There are many similarities in the nature of my son and me, yet he is more progressive while I always loved peace and preferred to remain in the comfort zone. Very often progress and peace don’t go together. A peaceful person would love to maintain his status quo, and as such hardly dare to venture ahead in today’s fast-paced, high-tech age; whereas progress demands continuous change and rapid strides for t betterment. Maybe that’s why, I being what I am, was not able to ascend greater heights in spite of coming quite close to the highest position in my career.
My son, I am sure, must have unconsciously learnt a lesson from my attitude towards life. He didn’t make the mistakes I did; though he loved peace, he never let it hinder his progress. It was evident that changes would be a continuing feature in our lives corresponding to his advancement. As ours is a closely- knit family and all of us love each other very much, I had to go with the flow, realizing that pretty soon I would have to retire and the head of the household would change.

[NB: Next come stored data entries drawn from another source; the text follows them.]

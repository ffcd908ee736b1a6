//! Property-based tests for the bet lifecycle state machine.

use proptest::prelude::*;
use wagerbook::bets::BetStatus;

fn status_strategy() -> impl Strategy<Value = BetStatus> {
    prop_oneof![
        Just(BetStatus::Unsettled),
        Just(BetStatus::Won),
        Just(BetStatus::Lost),
        Just(BetStatus::Refunded),
    ]
}

proptest! {
    /// The transition matrix admits exactly the five legal moves and
    /// nothing else.
    #[test]
    fn transition_matrix_is_exactly_the_allowed_set(
        from in status_strategy(),
        to in status_strategy(),
    ) {
        let allowed = matches!(
            (from, to),
            (BetStatus::Unsettled, BetStatus::Won)
                | (BetStatus::Unsettled, BetStatus::Lost)
                | (BetStatus::Unsettled, BetStatus::Refunded)
                | (BetStatus::Won, BetStatus::Refunded)
        );
        prop_assert_eq!(from.can_transition_to(to), allowed);
    }

    /// Terminal states never admit any transition, including self-loops.
    #[test]
    fn terminal_states_admit_no_transition(
        from in status_strategy(),
        to in status_strategy(),
    ) {
        if from.is_terminal() {
            prop_assert!(!from.can_transition_to(to));
        }
    }

    /// Status text stored in the database round-trips through parse.
    #[test]
    fn status_text_round_trips(status in status_strategy()) {
        prop_assert_eq!(BetStatus::parse(status.as_str()), Some(status));
    }
}
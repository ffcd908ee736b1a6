//! Schema bootstrap for the settlement core tables.
//!
//! The server and the integration tests call [`apply`] on startup so a fresh
//! database provisions itself. Every statement is idempotent; running the
//! bootstrap against an already-provisioned database is a no-op.
//!
//! The `bets.transaction_id` unique constraint is load-bearing: it is the
//! storage-layer guarantee that resolves races between concurrent inserts of
//! the same provider transaction id.

use sqlx::PgPool;

const STATEMENTS: &[&str] = &[
    r#"
    CREATE TABLE IF NOT EXISTS wallets (
        user_id     BIGINT PRIMARY KEY,
        balance     BIGINT NOT NULL DEFAULT 0,
        currency    TEXT NOT NULL DEFAULT 'USD',
        created_at  TIMESTAMP NOT NULL DEFAULT NOW(),
        updated_at  TIMESTAMP NOT NULL DEFAULT NOW()
    )
    "#,
    r#"
    CREATE TABLE IF NOT EXISTS bets (
        id              BIGSERIAL PRIMARY KEY,
        user_id         BIGINT NOT NULL,
        transaction_id  TEXT NOT NULL,
        ref_id          TEXT,
        game_reference  TEXT NOT NULL DEFAULT '',
        amount          BIGINT NOT NULL DEFAULT 0,
        win_amount      BIGINT NOT NULL DEFAULT 0,
        status          TEXT NOT NULL DEFAULT 'unsettled',
        created_at      TIMESTAMP NOT NULL DEFAULT NOW(),
        CONSTRAINT bets_transaction_id_key UNIQUE (transaction_id)
    )
    "#,
    "CREATE INDEX IF NOT EXISTS bets_user_id_idx ON bets (user_id)",
    "CREATE INDEX IF NOT EXISTS bets_ref_id_idx ON bets (ref_id)",
    r#"
    CREATE TABLE IF NOT EXISTS wallet_transactions (
        id                BIGSERIAL PRIMARY KEY,
        wallet_id         BIGINT NOT NULL,
        receiver_user_id  BIGINT,
        sender_user_id    BIGINT,
        operator_id       BIGINT,
        amount            BIGINT NOT NULL,
        currency          TEXT NOT NULL DEFAULT 'USD',
        status            TEXT NOT NULL DEFAULT 'approved',
        hash              TEXT NOT NULL,
        type              TEXT NOT NULL,
        accepted          BOOLEAN NOT NULL DEFAULT TRUE,
        meta              JSONB NOT NULL DEFAULT '{}'::jsonb,
        created_at        TIMESTAMP NOT NULL DEFAULT NOW(),
        CONSTRAINT wallet_transactions_hash_key UNIQUE (hash)
    )
    "#,
    "CREATE INDEX IF NOT EXISTS wallet_transactions_wallet_id_idx ON wallet_transactions (wallet_id)",
];

// Session-level advisory lock key serializing concurrent bootstrap attempts
// (several server processes or test binaries may start against one database).
const BOOTSTRAP_LOCK_KEY: i64 = 0x7761_6765_7262;

/// Create the core tables and indexes if they do not exist yet.
pub async fn apply(pool: &PgPool) -> Result<(), sqlx::Error> {
    let mut conn = pool.acquire().await?;

    sqlx::query("SELECT pg_advisory_lock($1)")
        .bind(BOOTSTRAP_LOCK_KEY)
        .execute(&mut *conn)
        .await?;

    let mut result = Ok(());
    for statement in STATEMENTS {
        if let Err(e) = sqlx::query(statement).execute(&mut *conn).await {
            result = Err(e);
            break;
        }
    }

    sqlx::query("SELECT pg_advisory_unlock($1)")
        .bind(BOOTSTRAP_LOCK_KEY)
        .execute(&mut *conn)
        .await?;

    if result.is_ok() {
        log::debug!("schema bootstrap applied ({} statements)", STATEMENTS.len());
    }
    result
}
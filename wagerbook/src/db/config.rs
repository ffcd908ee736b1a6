//! Database configuration module.
//!
//! Provides configuration structures for database connection management.

use std::env;

/// Database configuration
#[derive(Debug, Clone)]
pub struct DatabaseConfig {
    /// PostgreSQL connection URL
    pub database_url: String,

    /// Maximum number of connections in the pool
    pub max_connections: u32,

    /// Minimum number of connections in the pool
    pub min_connections: u32,

    /// Connection timeout in seconds
    pub connection_timeout_secs: u64,

    /// Idle connection timeout in seconds
    pub idle_timeout_secs: u64,

    /// Maximum connection lifetime in seconds
    pub max_lifetime_secs: u64,
}

impl DatabaseConfig {
    /// Create configuration from environment variables
    ///
    /// Expected environment variables:
    /// - `DATABASE_URL`: PostgreSQL connection string
    /// - `DB_MAX_CONNECTIONS`: Maximum pool size (default: 20)
    /// - `DB_MIN_CONNECTIONS`: Minimum pool size (default: 5)
    /// - `DB_CONNECTION_TIMEOUT`: Connection timeout in seconds (default: 10)
    /// - `DB_IDLE_TIMEOUT`: Idle timeout in seconds (default: 600)
    /// - `DB_MAX_LIFETIME`: Max lifetime in seconds (default: 1800)
    ///
    /// # Panics
    ///
    /// Panics if `DATABASE_URL` is not set
    pub fn from_env() -> Self {
        Self {
            database_url: env::var("DATABASE_URL").expect("DATABASE_URL must be set"),
            max_connections: env::var("DB_MAX_CONNECTIONS")
                .unwrap_or_else(|_| "20".to_string())
                .parse()
                .expect("DB_MAX_CONNECTIONS must be a valid u32"),
            min_connections: env::var("DB_MIN_CONNECTIONS")
                .unwrap_or_else(|_| "5".to_string())
                .parse()
                .expect("DB_MIN_CONNECTIONS must be a valid u32"),
            connection_timeout_secs: env::var("DB_CONNECTION_TIMEOUT")
                .unwrap_or_else(|_| "10".to_string())
                .parse()
                .expect("DB_CONNECTION_TIMEOUT must be a valid u64"),
            idle_timeout_secs: env::var("DB_IDLE_TIMEOUT")
                .unwrap_or_else(|_| "600".to_string())
                .parse()
                .expect("DB_IDLE_TIMEOUT must be a valid u64"),
            max_lifetime_secs: env::var("DB_MAX_LIFETIME")
                .unwrap_or_else(|_| "1800".to_string())
                .parse()
                .expect("DB_MAX_LIFETIME must be a valid u64"),
        }
    }

    /// Create a default configuration for development
    ///
    /// Uses `postgres://postgres@localhost/wagerbook_db` as the database URL
    pub fn development() -> Self {
        Self {
            database_url: "postgres://postgres@localhost/wagerbook_db".to_string(),
            max_connections: 20,
            min_connections: 5,
            connection_timeout_secs: 10,
            idle_timeout_secs: 600,
            max_lifetime_secs: 1800,
        }
    }
}

impl Default for DatabaseConfig {
    fn default() -> Self {
        Self::development()
    }
}
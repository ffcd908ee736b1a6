//! Bet data models and the lifecycle state machine.

use chrono::{DateTime, Utc};
use serde::{Deserialize, Serialize};

/// Bet model
#[derive(Debug, Clone, Serialize, Deserialize)]
pub struct Bet {
    pub id: i64,
    pub user_id: i64,
    /// Provider-supplied transaction id, globally unique (idempotency key)
    pub transaction_id: String,
    /// Transaction id of the originating debit, on win/cancel legs
    pub ref_id: Option<String>,
    pub game_reference: String,
    /// Stake in minor units; zero on win legs
    pub amount: i64,
    pub win_amount: i64,
    pub status: BetStatus,
    pub created_at: DateTime<Utc>,
}

/// Fields for inserting a new bet row
#[derive(Debug, Clone)]
pub struct NewBet {
    pub user_id: i64,
    pub transaction_id: String,
    pub ref_id: Option<String>,
    pub game_reference: String,
    pub amount: i64,
    pub win_amount: i64,
    pub status: BetStatus,
}

impl NewBet {
    /// An unsettled stake leg.
    pub fn stake(
        user_id: i64,
        transaction_id: String,
        ref_id: Option<String>,
        game_reference: String,
        amount: i64,
    ) -> Self {
        Self {
            user_id,
            transaction_id,
            ref_id,
            game_reference,
            amount,
            win_amount: 0,
            status: BetStatus::Unsettled,
        }
    }

    /// A win leg referencing its originating debit.
    pub fn win_leg(
        user_id: i64,
        transaction_id: String,
        ref_id: String,
        game_reference: String,
        win_amount: i64,
    ) -> Self {
        Self {
            user_id,
            transaction_id,
            ref_id: Some(ref_id),
            game_reference,
            amount: 0,
            win_amount,
            status: BetStatus::Won,
        }
    }
}

/// Bet lifecycle status.
///
/// `Unsettled` (stake debited) moves to `Won`, `Lost`, or `Refunded`;
/// `Won` may still be clawed back to `Refunded`; `Lost` and `Refunded`
/// are terminal.
#[derive(Debug, Clone, Copy, PartialEq, Eq, Serialize, Deserialize)]
#[serde(rename_all = "lowercase")]
pub enum BetStatus {
    Unsettled,
    Won,
    Lost,
    Refunded,
}

impl BetStatus {
    pub fn is_terminal(self) -> bool {
        matches!(self, BetStatus::Lost | BetStatus::Refunded)
    }

    /// Whether the lifecycle permits moving from `self` to `next`.
    pub fn can_transition_to(self, next: BetStatus) -> bool {
        matches!(
            (self, next),
            (BetStatus::Unsettled, BetStatus::Won)
                | (BetStatus::Unsettled, BetStatus::Lost)
                | (BetStatus::Unsettled, BetStatus::Refunded)
                | (BetStatus::Won, BetStatus::Refunded)
        )
    }

    pub fn as_str(self) -> &'static str {
        match self {
            BetStatus::Unsettled => "unsettled",
            BetStatus::Won => "won",
            BetStatus::Lost => "lost",
            BetStatus::Refunded => "refunded",
        }
    }

    pub fn parse(value: &str) -> Option<Self> {
        match value {
            "unsettled" => Some(BetStatus::Unsettled),
            "won" => Some(BetStatus::Won),
            "lost" => Some(BetStatus::Lost),
            "refunded" => Some(BetStatus::Refunded),
            _ => None,
        }
    }
}

impl std::fmt::Display for BetStatus {
    fn fmt(&self, f: &mut std::fmt::Formatter<'_>) -> std::fmt::Result {
        write!(f, "{}", self.as_str())
    }
}

#[cfg(test)]
mod tests {
    use super::*;

    #[test]
    fn test_status_round_trip() {
        for status in [
            BetStatus::Unsettled,
            BetStatus::Won,
            BetStatus::Lost,
            BetStatus::Refunded,
        ] {
            assert_eq!(BetStatus::parse(status.as_str()), Some(status));
        }
        assert_eq!(BetStatus::parse("settled"), None);
    }

    #[test]
    fn test_legal_transitions() {
        assert!(BetStatus::Unsettled.can_transition_to(BetStatus::Won));
        assert!(BetStatus::Unsettled.can_transition_to(BetStatus::Lost));
        assert!(BetStatus::Unsettled.can_transition_to(BetStatus::Refunded));
        assert!(BetStatus::Won.can_transition_to(BetStatus::Refunded));
    }

    #[test]
    fn test_terminal_states_reject_everything() {
        for next in [
            BetStatus::Unsettled,
            BetStatus::Won,
            BetStatus::Lost,
            BetStatus::Refunded,
        ] {
            assert!(!BetStatus::Lost.can_transition_to(next));
            assert!(!BetStatus::Refunded.can_transition_to(next));
        }
        assert!(!BetStatus::Won.can_transition_to(BetStatus::Won));
        assert!(!BetStatus::Won.can_transition_to(BetStatus::Lost));
        assert!(!BetStatus::Unsettled.can_transition_to(BetStatus::Unsettled));
    }
}
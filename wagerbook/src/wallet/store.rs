//! Ledger store implementation.
//!
//! Reads run against the pool; mutations run inside a caller-owned SQL
//! transaction so the settlement engine can span the wallet and the bet
//! registry with one atomic unit. `find_for_update` takes the exclusive row
//! lock that serializes all writers of a wallet.

use super::{
    errors::{WalletError, WalletResult},
    models::{LedgerDescriptor, LedgerEntry, TransactionKind, Wallet, ledger_hash},
};
use sqlx::{PgPool, Postgres, Row, Transaction};

fn wallet_from_row(row: &sqlx::postgres::PgRow) -> Wallet {
    Wallet {
        user_id: row.get("user_id"),
        balance: row.get("balance"),
        currency: row.get("currency"),
        created_at: row.get::<chrono::NaiveDateTime, _>("created_at").and_utc(),
        updated_at: row.get::<chrono::NaiveDateTime, _>("updated_at").and_utc(),
    }
}

/// Get the wallet for a user, if one exists.
pub async fn find(pool: &PgPool, user_id: i64) -> WalletResult<Option<Wallet>> {
    let row = sqlx::query(
        r#"
        SELECT user_id, balance, currency, created_at, updated_at
        FROM wallets
        WHERE user_id = $1
        "#,
    )
    .bind(user_id)
    .fetch_optional(pool)
    .await?;

    Ok(row.as_ref().map(wallet_from_row))
}

/// Get the wallet for a user inside a transaction, taking an exclusive row
/// lock. Concurrent settlement calls against the same wallet serialize here.
pub async fn find_for_update(
    tx: &mut Transaction<'_, Postgres>,
    user_id: i64,
) -> WalletResult<Option<Wallet>> {
    let row = sqlx::query(
        r#"
        SELECT user_id, balance, currency, created_at, updated_at
        FROM wallets
        WHERE user_id = $1
        FOR UPDATE
        "#,
    )
    .bind(user_id)
    .fetch_optional(&mut **tx)
    .await?;

    Ok(row.as_ref().map(wallet_from_row))
}

/// Provision a wallet for a user (account-creation collaborator).
///
/// # Errors
///
/// * `WalletError::WalletExists` - A wallet already exists for this user
/// * `WalletError::InvalidAmount` - Negative opening balance
pub async fn create(
    pool: &PgPool,
    user_id: i64,
    opening_balance: i64,
    currency: &str,
) -> WalletResult<Wallet> {
    if opening_balance < 0 {
        return Err(WalletError::InvalidAmount(opening_balance));
    }

    let row = sqlx::query(
        r#"
        INSERT INTO wallets (user_id, balance, currency)
        VALUES ($1, $2, $3)
        RETURNING user_id, balance, currency, created_at, updated_at
        "#,
    )
    .bind(user_id)
    .bind(opening_balance)
    .bind(currency)
    .fetch_one(pool)
    .await
    .map_err(|e| {
        if let sqlx::Error::Database(db) = &e {
            if db.code().as_deref() == Some("23505") {
                return WalletError::WalletExists(user_id);
            }
        }
        WalletError::Database(e)
    })?;

    Ok(wallet_from_row(&row))
}

/// True iff the wallet balance covers `amount`.
pub async fn can_withdraw(pool: &PgPool, user_id: i64, amount: i64) -> WalletResult<bool> {
    let balance: i64 = sqlx::query_scalar("SELECT balance FROM wallets WHERE user_id = $1")
        .bind(user_id)
        .fetch_optional(pool)
        .await?
        .ok_or(WalletError::WalletNotFound(user_id))?;

    Ok(balance >= amount)
}

/// Apply a signed delta to a wallet balance and append the matching ledger
/// row, inside the caller's transaction.
///
/// Re-acquires the row lock (a no-op when the caller already holds it via
/// [`find_for_update`]), applies the delta with overflow checks, and inserts
/// one `wallet_transactions` row with a freshly generated hash. Returns the
/// new balance.
pub async fn adjust_balance(
    tx: &mut Transaction<'_, Postgres>,
    user_id: i64,
    delta: i64,
    descriptor: &LedgerDescriptor,
    currency: &str,
) -> WalletResult<i64> {
    let current: i64 = sqlx::query_scalar("SELECT balance FROM wallets WHERE user_id = $1 FOR UPDATE")
        .bind(user_id)
        .fetch_optional(&mut **tx)
        .await?
        .ok_or(WalletError::WalletNotFound(user_id))?;

    let new_balance = current.checked_add(delta).ok_or(WalletError::BalanceOverflow)?;

    sqlx::query("UPDATE wallets SET balance = $1, updated_at = NOW() WHERE user_id = $2")
        .bind(new_balance)
        .bind(user_id)
        .execute(&mut **tx)
        .await?;

    let kind = if delta < 0 {
        TransactionKind::Withdraw
    } else {
        TransactionKind::Deposit
    };

    sqlx::query(
        r#"
        INSERT INTO wallet_transactions
            (wallet_id, receiver_user_id, sender_user_id, operator_id, amount, currency, status, hash, type, accepted, meta)
        VALUES ($1, $2, $3, $4, $5, $6, 'approved', $7, $8, TRUE, $9)
        "#,
    )
    .bind(user_id)
    .bind(descriptor.receiver_user_id)
    .bind(descriptor.sender_user_id)
    .bind(descriptor.operator_id)
    .bind(delta.abs())
    .bind(currency)
    .bind(ledger_hash(user_id, delta))
    .bind(kind.to_string())
    .bind(&descriptor.meta)
    .execute(&mut **tx)
    .await?;

    Ok(new_balance)
}

/// Get recent ledger rows for a user, newest first.
pub async fn entries(pool: &PgPool, user_id: i64, limit: i64) -> WalletResult<Vec<LedgerEntry>> {
    let rows = sqlx::query(
        r#"
        SELECT id, wallet_id, receiver_user_id, sender_user_id, operator_id,
               amount, currency, status, hash, type, accepted, meta, created_at
        FROM wallet_transactions
        WHERE wallet_id = $1
        ORDER BY created_at DESC, id DESC
        LIMIT $2
        "#,
    )
    .bind(user_id)
    .bind(limit)
    .fetch_all(pool)
    .await?;

    let entries = rows
        .into_iter()
        .map(|row| LedgerEntry {
            id: row.get("id"),
            wallet_id: row.get("wallet_id"),
            receiver_user_id: row.get("receiver_user_id"),
            sender_user_id: row.get("sender_user_id"),
            operator_id: row.get("operator_id"),
            amount: row.get("amount"),
            currency: row.get("currency"),
            status: row.get("status"),
            hash: row.get("hash"),
            kind: match row.get::<String, _>("type").as_str() {
                "withdraw" => TransactionKind::Withdraw,
                _ => TransactionKind::Deposit,
            },
            accepted: row.get("accepted"),
            meta: row.get("meta"),
            created_at: row.get::<chrono::NaiveDateTime, _>("created_at").and_utc(),
        })
        .collect();

    Ok(entries)
}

From a small rented apartment, we moved to a condo, then to a large house of our own when my son got married. All the old items in the house were being gradually replaced. New and costly furniture was bought, and soon my chair began to appear as an eyesore. To please my family, including my wife, I had to agree willingly to remove the chair to the basement. From there it went to the garage on its way out. It would certainly have gone out, had not an unexpected twist in fate happened. My daughter was looking for a comfortable easy chair to be put in her loft for her ten-year old son who wanted a chair in his playing area in the loft. I suggested to her to take this chair, as it would fulfill the need as well as make me a little contended that at least the chair would be at my daughter’s place. She agreed.
Presently, I was enjoying the feeling of the chair, when my wife called from downstairs and asked me to come down to return home. When I came down, my daughter pointed out, “Dad, that chair is really very comfortable, isn’t it? But it will have to go now as my son wants a new chair.”